The defining games of that season were the two legs of the Champions League semi-final, against Liverpool. He was taken off after an hour of each and jeered on both occasions: by Barcelona fans who had come to see him as an emblem of the club’s problems and by Liverpool fans revelling in the fact a player who had deserted them was on the receiving end of a historic comeback. This, Coutinho must have reflected, was the home he could have had, rather than becoming this wandering ghost.
He was loaned to Bayern, showed flickers of his best – a hat-trick against Werder Bremen, a brilliant performance against Paderborn, two symbolic late goals in the 8-2 win over Barcelona – but once the high-pressing Hansi Flick had replaced Niko Kovac as coach, Bayern were never going to sign him permanently.
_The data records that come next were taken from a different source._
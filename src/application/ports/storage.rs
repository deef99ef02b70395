// src/application/ports/storage.rs
use crate::application::ApplicationResult;
use async_trait::async_trait;

/// Everything the editor needs to upload one file directly to storage.
#[derive(Debug, Clone, PartialEq, Eq)]
pub struct UploadTicket {
    pub presigned_url: String,
    pub object_key: String,
    pub public_url: String,
}

#[async_trait]
pub trait ObjectStorage: Send + Sync {
    /// Issue a short-lived PUT URL for a new object.
    async fn request_upload_url(
        &self,
        file_name: &str,
        file_type: &str,
    ) -> ApplicationResult<UploadTicket>;

    /// Remove the object behind a public URL previously handed out by
    /// `request_upload_url`.
    async fn delete_object(&self, public_url: &str) -> ApplicationResult<()>;

    /// Whether `public_url` points into this storage.
    fn is_managed(&self, public_url: &str) -> bool;
}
So it was back to Barcelona, where he found himself behind the 18-year-old Pedri in the pecking order, then suffered a knee injury that required surgery.
He is 29 and should be at the peak of his powers, but he fits nowhere. He has the ability and salary of a super-club player but he is not famous enough for the celebrity clubs and doesn’t press well enough for the philosophy sides. As the pandemic hit finances across Europe, nobody could afford him. Once he would have been characterised as a luxury player, but who can afford luxuries these days?
Barça ended up desperate to offload his €20m-a-year salary so they could register Ferran Torres while complying with La Liga’s salary cap. Coutinho, desperate to get back into the Brazil squad before the World Cup, reportedly accepted a 35% pay cut. Whether Villa needed another creator is debatable but Gerrard clearly still rates him and he is the sort of player who makes football fun – which, for an aspiring mid-table side, is a not insignificant attribute. But fun, as Everton found with James Rodríguez, can be unreliable.
Coutinho’s regains are now at 1.0 per game, 70% less than was managed in his final season at Villa by Jack Grealish, the player for whom he would seem a spiritual replacement. Coutinho could not be accommodated at Barça or Bayern but perhaps at Villa the team can be built for him, accentuating his ability and compensating for his flaws. Perhaps this is the level in the modern game for a player of his characteristics. Perhaps finally, after four years of drift, he has found a home. Perhaps.